- [Instructions to follow] Say how many of the lines below include the word "true", and write nothing else.

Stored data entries
#####

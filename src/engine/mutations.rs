use tokio_util::sync::CancellationToken;
use tracing::{debug, info};
use ulid::Ulid;

use crate::limits::*;
use crate::model::*;

use super::conflict::{check_no_overlap, validate_interval};
use super::{Engine, EngineError};

impl Engine {
    /// Write-time reference and interval validation shared by create and update.
    async fn validate_write(
        &self,
        resource_id: Ulid,
        assignee_id: Ulid,
        interval: &Interval,
    ) -> Result<(), EngineError> {
        if !self.checker.resource_exists(resource_id).await {
            return Err(EngineError::ResourceNotFound(resource_id));
        }
        if !self.checker.assignee_exists(assignee_id).await {
            return Err(EngineError::AssigneeNotFound(assignee_id));
        }
        validate_interval(interval)
    }

    pub async fn create_assignment(
        &self,
        resource_id: Ulid,
        assignee_id: Ulid,
        valid_from: Ms,
        valid_until: Option<Ms>,
        cancel: &CancellationToken,
    ) -> Result<Assignment, EngineError> {
        let interval = Interval::new(valid_from, valid_until);
        self.validate_write(resource_id, assignee_id, &interval).await?;

        let _gate = self.enter_commit(cancel).await?;
        let mut guard = self
            .write_lane(self.store.lane_or_create(resource_id), cancel)
            .await?;
        if guard.len() >= MAX_ASSIGNMENTS_PER_RESOURCE {
            return Err(EngineError::LimitExceeded("too many assignments on resource"));
        }
        check_no_overlap(&guard, &interval, None)?;

        let assignment = Assignment {
            id: Ulid::new(),
            resource_id,
            assignee_id,
            valid_from,
            valid_until,
        };
        self.commit(&Event::created(&assignment), cancel).await?;
        self.store.insert(&mut guard, assignment.clone());
        debug!(
            "assignment {} created: resource {resource_id} → assignee {assignee_id}",
            assignment.id
        );
        Ok(assignment)
    }

    /// Replace all four fields of an assignment. `Ok(false)` when `id` is unknown.
    pub async fn update_assignment(
        &self,
        id: Ulid,
        resource_id: Ulid,
        assignee_id: Ulid,
        valid_from: Ms,
        valid_until: Option<Ms>,
        cancel: &CancellationToken,
    ) -> Result<bool, EngineError> {
        if self.store.resource_for(&id).is_none() {
            debug!("update of unknown assignment {id}");
            return Ok(false);
        }
        let interval = Interval::new(valid_from, valid_until);
        self.validate_write(resource_id, assignee_id, &interval).await?;

        let _gate = self.enter_commit(cancel).await?;
        loop {
            let Some(current) = self.store.resource_for(&id) else {
                return Ok(false);
            };

            // Moving between resources locks both lanes, lowest id first.
            let (mut source, mut target) = if current == resource_id {
                let source = self
                    .write_lane(self.store.lane_or_create(current), cancel)
                    .await?;
                (source, None)
            } else {
                let source_lane = self.store.lane_or_create(current);
                let target_lane = self.store.lane_or_create(resource_id);
                if current < resource_id {
                    let source = self.write_lane(source_lane, cancel).await?;
                    let target = self.write_lane(target_lane, cancel).await?;
                    (source, Some(target))
                } else {
                    let target = self.write_lane(target_lane, cancel).await?;
                    let source = self.write_lane(source_lane, cancel).await?;
                    (source, Some(target))
                }
            };

            if !source.contains(id) {
                drop(target);
                drop(source);
                if self.store.resource_for(&id) == Some(current) {
                    return Ok(false);
                }
                continue;
            }

            let check_lane: &ResourceLane = target.as_deref().unwrap_or(&*source);
            if target.is_some() && check_lane.len() >= MAX_ASSIGNMENTS_PER_RESOURCE {
                return Err(EngineError::LimitExceeded("too many assignments on resource"));
            }
            check_no_overlap(check_lane, &interval, Some(id))?;

            let event = Event::AssignmentUpdated {
                id,
                previous_resource_id: current,
                resource_id,
                assignee_id,
                valid_from,
                valid_until,
            };
            self.commit(&event, cancel).await?;
            self.store.replace(
                &mut source,
                target.as_deref_mut(),
                Assignment {
                    id,
                    resource_id,
                    assignee_id,
                    valid_from,
                    valid_until,
                },
            );
            debug!("assignment {id} updated");
            return Ok(true);
        }
    }

    /// Remove an assignment. Neighbouring intervals are left untouched.
    pub async fn delete_assignment(
        &self,
        id: Ulid,
        cancel: &CancellationToken,
    ) -> Result<bool, EngineError> {
        let _gate = self.enter_commit(cancel).await?;
        let Some((resource_id, mut guard)) = self.resolve_assignment_write(&id, cancel).await?
        else {
            debug!("delete of unknown assignment {id}");
            return Ok(false);
        };
        let event = Event::AssignmentDeleted { id, resource_id };
        self.commit(&event, cancel).await?;
        self.store.remove(&mut guard, id);
        debug!("assignment {id} deleted from resource {resource_id}");
        Ok(true)
    }

    /// Compact the WAL by rewriting it with one creation event per live assignment.
    pub async fn compact_wal(&self) -> Result<(), EngineError> {
        let _gate = self.commit_gate.write().await;

        let mut events = Vec::new();
        for lane in self.store.lanes() {
            let guard = lane.read().await;
            events.extend(guard.assignments.iter().map(Event::created));
        }
        let live = events.len();
        self.wal.compact(events).await?;
        info!("compacted assignment WAL to {live} records");
        Ok(())
    }

    pub async fn wal_appends_since_compact(&self) -> u64 {
        self.wal.appends_since_compact().await
    }
}
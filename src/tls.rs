use std::fs::File;
use std::io::{self, BufReader, ErrorKind};
use std::path::Path;
use std::sync::Arc;

use pgwire::tokio::TlsAcceptor;
use pgwire::tokio::tokio_rustls::rustls::ServerConfig;
use tracing::info;

use crate::config::Config;

/// Build the TLS acceptor from `CUSTODY_TLS_CERT` / `CUSTODY_TLS_KEY`.
/// `Ok(None)` means plaintext connections only.
pub fn load_tls_acceptor(config: &Config) -> io::Result<Option<TlsAcceptor>> {
    let (cert_path, key_path) = match (config.tls_cert.as_deref(), config.tls_key.as_deref()) {
        (None, None) => return Ok(None),
        (Some(c), Some(k)) => (Path::new(c), Path::new(k)),
        _ => {
            return Err(io::Error::new(
                ErrorKind::InvalidInput,
                "both CUSTODY_TLS_CERT and CUSTODY_TLS_KEY must be set, or neither",
            ));
        }
    };

    let certs: Vec<_> = rustls_pemfile::certs(&mut BufReader::new(File::open(cert_path)?))
        .collect::<Result<_, _>>()?;
    if certs.is_empty() {
        return Err(io::Error::new(
            ErrorKind::InvalidInput,
            format!("no certificates found in {}", cert_path.display()),
        ));
    }

    let key = rustls_pemfile::private_key(&mut BufReader::new(File::open(key_path)?))?
        .ok_or_else(|| io::Error::new(ErrorKind::InvalidInput, "no private key found in key file"))?;

    let mut server_config = ServerConfig::builder()
        .with_no_client_auth()
        .with_single_cert(certs, key)
        .map_err(|e| io::Error::new(ErrorKind::InvalidInput, e))?;

    server_config.alpn_protocols = vec![b"postgresql".to_vec()];
    info!("TLS enabled with certificate {}", cert_path.display());

    Ok(Some(TlsAcceptor::from(Arc::new(server_config))))
}

#[cfg(test)]
mod tests {
    use super::*;

    #[test]
    fn plaintext_when_unconfigured() {
        assert!(load_tls_acceptor(&Config::default()).unwrap().is_none());
    }

    #[test]
    fn half_configured_is_rejected() {
        let config = Config {
            tls_cert: Some("/tmp/cert.pem".into()),
            ..Config::default()
        };
        let err = load_tls_acceptor(&config).err().unwrap();
        assert_eq!(err.kind(), ErrorKind::InvalidInput);
    }

    #[test]
    fn missing_files_surface_io_error() {
        let config = Config {
            tls_cert: Some("/nonexistent/custody-cert.pem".into()),
            tls_key: Some("/nonexistent/custody-key.pem".into()),
            ..Config::default()
        };
        let err = load_tls_acceptor(&config).err().unwrap();
        assert_eq!(err.kind(), ErrorKind::NotFound);
    }
}
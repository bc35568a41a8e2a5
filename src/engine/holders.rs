use std::collections::HashMap;

use ulid::Ulid;

use crate::model::{HeldResource, Ms};

/// Assignee-side index entry: one assignment seen from the holder's perspective.
#[derive(Debug, Clone, Copy, PartialEq, Eq)]
pub struct Holding {
    pub assignment_id: Ulid,
    pub resource_id: Ulid,
    pub valid_from: Ms,
}

/// Holder recency view.
///
/// Partitions holdings by resource, keeps the latest `valid_from` of each
/// partition, and orders the distinct resources newest first. Ended
/// assignments count the same as ongoing ones. Ties fall back to resource id.
pub fn rank_by_recency(holdings: &[Holding]) -> Vec<HeldResource> {
    let mut latest: HashMap<Ulid, Ms> = HashMap::new();
    for h in holdings {
        latest
            .entry(h.resource_id)
            .and_modify(|from| *from = (*from).max(h.valid_from))
            .or_insert(h.valid_from);
    }

    let mut ranked: Vec<HeldResource> = latest
        .into_iter()
        .map(|(resource_id, last_assigned_from)| HeldResource {
            resource_id,
            last_assigned_from,
        })
        .collect();
    ranked.sort_by(|a, b| {
        b.last_assigned_from
            .cmp(&a.last_assigned_from)
            .then(a.resource_id.cmp(&b.resource_id))
    });
    ranked
}
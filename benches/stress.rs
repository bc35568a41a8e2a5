use std::sync::Arc;
use std::sync::atomic::{AtomicBool, AtomicUsize, Ordering};
use std::time::{Duration, Instant};

use tokio_postgres::{Client, Config, NoTls};
use ulid::Ulid;

const DAY: i64 = 86_400_000; // 1 day in ms

async fn connect(host: &str, port: u16, dbname: &str) -> Client {
    let mut config = Config::new();
    config
        .host(host)
        .port(port)
        .dbname(dbname)
        .user("custody")
        .password("custody");

    let (client, conn) = config.connect(NoTls).await.expect("connect failed");
    tokio::spawn(async move {
        if let Err(e) = conn.await {
            eprintln!("connection error: {e}");
        }
    });
    client
}

/// Fresh tenant name so phases don't interfere.
fn tenant() -> String {
    format!("bench_{}", Ulid::new())
}

fn percentile(sorted: &[Duration], p: f64) -> Duration {
    if sorted.is_empty() {
        return Duration::ZERO;
    }
    let idx = ((sorted.len() as f64) * p / 100.0) as usize;
    sorted[idx.min(sorted.len() - 1)]
}

fn print_latency(label: &str, latencies: &mut [Duration]) {
    if latencies.is_empty() {
        println!("  {label}: no samples");
        return;
    }
    latencies.sort();
    let total: Duration = latencies.iter().sum();
    let avg = total / latencies.len() as u32;
    println!("  {label}:");
    println!(
        "    n={}, avg={:.2}ms, p50={:.2}ms, p95={:.2}ms, p99={:.2}ms, max={:.2}ms",
        latencies.len(),
        avg.as_secs_f64() * 1000.0,
        percentile(latencies, 50.0).as_secs_f64() * 1000.0,
        percentile(latencies, 95.0).as_secs_f64() * 1000.0,
        percentile(latencies, 99.0).as_secs_f64() * 1000.0,
        latencies[latencies.len() - 1].as_secs_f64() * 1000.0,
    );
}

async fn register(client: &Client, table: &str) -> Ulid {
    let id = Ulid::new();
    client
        .batch_execute(&format!("INSERT INTO {table} (id) VALUES ('{id}')"))
        .await
        .unwrap();
    id
}

fn insert_sql(resource: Ulid, assignee: Ulid, from: i64, until: i64) -> String {
    format!(
        "INSERT INTO assignments (resource_id, assignee_id, valid_from, valid_until) \
         VALUES ('{resource}', '{assignee}', {from}, {until})"
    )
}

async fn phase1_sequential(host: &str, port: u16) {
    let client = connect(host, port, &tenant()).await;
    let item = register(&client, "items").await;
    let person = register(&client, "persons").await;

    let n = 2000;
    let mut latencies = Vec::with_capacity(n);
    let start = Instant::now();

    for i in 0..n {
        let from = (i as i64) * DAY;
        let t = Instant::now();
        client
            .batch_execute(&insert_sql(item, person, from, from + DAY - 1))
            .await
            .unwrap();
        latencies.push(t.elapsed());
    }

    let elapsed = start.elapsed();
    let ops = n as f64 / elapsed.as_secs_f64();
    println!("  {n} assignments in {:.2}s = {ops:.0} ops/sec", elapsed.as_secs_f64());
    print_latency("write latency", &mut latencies);
}

async fn phase2_concurrent(host: &str, port: u16) {
    let n_tasks = 10;
    let n_per_task = 200;
    let db = tenant();

    let setup = connect(host, port, &db).await;
    let person = register(&setup, "persons").await;
    let mut items = Vec::with_capacity(n_tasks);
    for _ in 0..n_tasks {
        items.push(register(&setup, "items").await);
    }
    drop(setup);

    let start = Instant::now();
    let mut handles = Vec::new();

    // One resource per task: lanes never contend.
    for item in items {
        let host = host.to_string();
        let db = db.clone();
        handles.push(tokio::spawn(async move {
            let client = connect(&host, port, &db).await;
            for j in 0..n_per_task {
                let from = (j as i64) * DAY;
                client
                    .batch_execute(&insert_sql(item, person, from, from + DAY - 1))
                    .await
                    .unwrap();
            }
        }));
    }

    for h in handles {
        h.await.unwrap();
    }

    let elapsed = start.elapsed();
    let total = n_tasks * n_per_task;
    let ops = total as f64 / elapsed.as_secs_f64();
    println!(
        "  {n_tasks} tasks x {n_per_task} assignments = {total} total in {:.2}s = {ops:.0} ops/sec",
        elapsed.as_secs_f64()
    );
}

async fn phase3_contended(host: &str, port: u16) {
    let n_tasks = 10;
    let slots = 500i64;
    let db = tenant();

    let setup = connect(host, port, &db).await;
    let item = register(&setup, "items").await;
    let person = register(&setup, "persons").await;
    drop(setup);

    let created = Arc::new(AtomicUsize::new(0));
    let conflicts = Arc::new(AtomicUsize::new(0));
    let start = Instant::now();
    let mut handles = Vec::new();

    // Every task races for the same day slots on one resource.
    for _ in 0..n_tasks {
        let host = host.to_string();
        let db = db.clone();
        let created = created.clone();
        let conflicts = conflicts.clone();
        handles.push(tokio::spawn(async move {
            let client = connect(&host, port, &db).await;
            for slot in 0..slots {
                let from = slot * DAY;
                match client
                    .batch_execute(&insert_sql(item, person, from, from + DAY - 1))
                    .await
                {
                    Ok(()) => created.fetch_add(1, Ordering::Relaxed),
                    Err(_) => conflicts.fetch_add(1, Ordering::Relaxed),
                };
            }
        }));
    }

    for h in handles {
        h.await.unwrap();
    }

    let elapsed = start.elapsed();
    let created = created.load(Ordering::Relaxed);
    println!(
        "  {n_tasks} tasks racing for {slots} slots: {created} created, {} rejected in {:.2}s",
        conflicts.load(Ordering::Relaxed),
        elapsed.as_secs_f64()
    );
    assert_eq!(created as i64, slots, "each slot must be granted exactly once");
}

async fn phase4_read_under_load(host: &str, port: u16) {
    let db = tenant();
    let setup = connect(host, port, &db).await;
    let person = register(&setup, "persons").await;
    let mut items = Vec::new();
    for _ in 0..20 {
        let item = register(&setup, "items").await;
        for i in 0..25 {
            let from = (i as i64) * DAY;
            setup
                .batch_execute(&insert_sql(item, person, from, from + DAY - 1))
                .await
                .unwrap();
        }
        items.push(item);
    }
    drop(setup);

    // Writers keep appending to their own resources in the same tenant.
    let stop = Arc::new(AtomicBool::new(false));
    let mut writer_handles = Vec::new();
    for _ in 0..5 {
        let host = host.to_string();
        let db = db.clone();
        let stop = stop.clone();
        writer_handles.push(tokio::spawn(async move {
            let client = connect(&host, port, &db).await;
            let item = register(&client, "items").await;
            let mut i = 0i64;
            while !stop.load(Ordering::Relaxed) {
                let from = i * DAY;
                let _ = client
                    .batch_execute(&insert_sql(item, person, from, from + DAY - 1))
                    .await;
                i += 1;
            }
        }));
    }

    let n_readers = 10;
    let reads_per_reader = 500;
    let mut reader_handles = Vec::new();

    for r in 0..n_readers {
        let host = host.to_string();
        let db = db.clone();
        let item = items[r % items.len()];
        reader_handles.push(tokio::spawn(async move {
            let client = connect(&host, port, &db).await;
            let mut latencies = Vec::with_capacity(reads_per_reader);
            for i in 0..reads_per_reader {
                let sql = if i % 2 == 0 {
                    format!("SELECT * FROM assignments WHERE resource_id = '{item}'")
                } else {
                    format!("SELECT * FROM holdings WHERE assignee_id = '{person}'")
                };
                let t = Instant::now();
                client.simple_query(&sql).await.unwrap();
                latencies.push(t.elapsed());
            }
            latencies
        }));
    }

    let mut all_latencies = Vec::new();
    for h in reader_handles {
        all_latencies.extend(h.await.unwrap());
    }

    stop.store(true, Ordering::Relaxed);
    for h in writer_handles {
        let _ = h.await;
    }

    print_latency("history/holdings query", &mut all_latencies);
}

async fn phase5_connection_storm(host: &str, port: u16) {
    let n_conns = 50;
    let ops_per_conn = 10;

    let start = Instant::now();
    let mut handles = Vec::new();
    let success = Arc::new(AtomicUsize::new(0));

    for _ in 0..n_conns {
        let host = host.to_string();
        let success = success.clone();
        handles.push(tokio::spawn(async move {
            let client = connect(&host, port, &tenant()).await;
            let item = register(&client, "items").await;
            let person = register(&client, "persons").await;

            for i in 0..ops_per_conn {
                let from = (i as i64) * DAY;
                client
                    .batch_execute(&insert_sql(item, person, from, from + DAY - 1))
                    .await
                    .unwrap();
            }
            success.fetch_add(1, Ordering::Relaxed);
        }));
    }

    for h in handles {
        let _ = h.await;
    }

    let elapsed = start.elapsed();
    let ok = success.load(Ordering::Relaxed);
    println!(
        "  {n_conns} connections, {ops_per_conn} ops each: {ok}/{n_conns} succeeded in {:.2}s",
        elapsed.as_secs_f64()
    );
}

#[tokio::main]
async fn main() {
    let host = std::env::var("CUSTODY_HOST").unwrap_or_else(|_| "127.0.0.1".into());
    let port: u16 = std::env::var("CUSTODY_PORT")
        .unwrap_or_else(|_| "5433".into())
        .parse()
        .expect("invalid CUSTODY_PORT");

    println!("=== custody stress benchmark ===");
    println!("target: {host}:{port}\n");

    println!("[phase 1] sequential write throughput");
    phase1_sequential(&host, port).await;

    println!("\n[phase 2] concurrent writes, one resource per task");
    phase2_concurrent(&host, port).await;

    println!("\n[phase 3] contended writes on a single resource");
    phase3_contended(&host, port).await;

    println!("\n[phase 4] read latency under write load");
    phase4_read_under_load(&host, port).await;

    println!("\n[phase 5] connection storm");
    phase5_connection_storm(&host, port).await;

    println!("\n=== benchmark complete ===");
}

#####

- [Solution to this exercise] 3